Mitochondrial Dysfunction and Cellular Senescence Due to Aging Contributes to Prostatic Fibrosis

Aging is the single largest risk factor for many common diseases that burden public health. This is especially true in the prostate; as men age, the prostate undergoes a prototypical aging change, fibrosis. The aged fibrotic prostate causes urinary symptoms which will afflict nearly every man if they live long enough. However, the molecular mechanisms responsible for the aging-dependent promotion of fibrosis are largely unknown and understudied. In this study, we sought to reveal the contribution of mitochondrial dysfunction to fibrosis in the aging prostate, ultimately leading to prostate dysfunction, urinary symptoms, and overall poor health. The demise of mitochondrial function is well established in other aging-associated diseases but has not been investigated in the prostate.
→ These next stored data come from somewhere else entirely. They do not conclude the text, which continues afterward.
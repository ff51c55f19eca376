use std::fmt;

use chrono::{DateTime, Utc};
use serde::{Deserialize, Serialize};

use crate::docker::types::NameParseError;

/// Lifecycle state of a container as far as the node agent can tell.
///
/// Anything the engine reports that is not clearly running or exited is
/// `Unknown`, which callers treat as "look again later".
#[derive(Debug, Clone, Copy, PartialEq, Eq, Hash, Serialize, Deserialize)]
#[serde(rename_all = "lowercase")]
pub enum ContainerStatus {
    Running,
    Exited,
    Unknown,
}

impl ContainerStatus {
    pub fn as_str(&self) -> &'static str {
        match self {
            ContainerStatus::Running => "running",
            ContainerStatus::Exited => "exited",
            ContainerStatus::Unknown => "unknown",
        }
    }
}

impl fmt::Display for ContainerStatus {
    fn fmt(&self, f: &mut fmt::Formatter<'_>) -> fmt::Result {
        f.write_str(self.as_str())
    }
}

/// Engine-qualified container identifier, rendered as `<type>://<id>`.
#[derive(Debug, Clone, PartialEq, Eq, Hash, Serialize, Deserialize)]
pub struct ContainerId {
    #[serde(rename = "type")]
    pub type_: String,
    pub id: String,
}

impl ContainerId {
    pub fn parse(qualified: &str) -> Result<Self, ConvertError> {
        match qualified.split_once("://") {
            Some((type_, id)) if !type_.is_empty() && !id.is_empty() => Ok(ContainerId {
                type_: type_.to_string(),
                id: id.to_string(),
            }),
            _ => Err(ConvertError::InvalidContainerId(qualified.to_string())),
        }
    }
}

impl fmt::Display for ContainerId {
    fn fmt(&self, f: &mut fmt::Formatter<'_>) -> fmt::Result {
        write!(f, "{}://{}", self.type_, self.id)
    }
}

#[derive(Debug, Clone, PartialEq, Eq, Serialize, Deserialize)]
pub struct Container {
    pub id: ContainerId,
    pub name: String,
    pub image: String,
    pub hash: u32,
    /// Unix seconds, exactly as the engine reported them.
    pub created: i64,
    pub status: ContainerStatus,
}

#[derive(Debug, Clone, PartialEq, Eq, Serialize, Deserialize)]
pub struct Image {
    pub id: String,
    pub tags: Vec<String>,
    /// Engine-reported size in bytes. Passed through untouched, may be approximate.
    pub size: i64,
}

/// Detailed status of a single container after inspection.
#[derive(Debug, Clone, PartialEq, Eq, Serialize, Deserialize)]
pub struct RawContainerStatus {
    /// Bare engine id, not yet qualified.
    pub id: String,
    pub name: String,
    pub restart_count: i32,
    pub image: String,
    pub image_id: String,
    pub status: ContainerStatus,
    pub started_at: Option<DateTime<Utc>>,
    pub finished_at: Option<DateTime<Utc>>,
    pub exit_code: i32,
    pub reason: String,
    pub message: String,
}

#[derive(Debug, thiserror::Error)]
pub enum ConvertError {
    #[error("invalid input: {0}")]
    InvalidInput(String),

    #[error(transparent)]
    NameParse(#[from] NameParseError),

    #[error("invalid container id {0:?}, expected <type>://<id>")]
    InvalidContainerId(String),
}

pub type ConvertResult<T> = Result<T, ConvertError>;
Our analysis revealed an increase in cellular senescence and mitochondrial dysfunction in BPH patient tissue compared to normal prostates. Furthermore, selective inhibition of mitochondrial complex I by rotenone in cultured human prostate fibroblasts led to myofibroblast phenoconversion as characterized by increased expression of Col1a1, Col3a1, and ACTA2. To determine the contribution of mitochondrial dysfunction on fibrosis and lower urinary tract dysfunction (LUTD), we examined the prostate lobes in both aging and steroid-induced LUTD in mice. These models have been extensively characterized and exhibit an age-mediated increase in LUTD and fibrosis. We observed a decrease in mitochondrial function and an increase in cellular senescence corresponding to an increase in fibrosis and LUTD. This suggests that normal aging-dependent reductions in mitochondrial complex I function in the prostate may promote fibrosis and contribute to urinary dysfunction.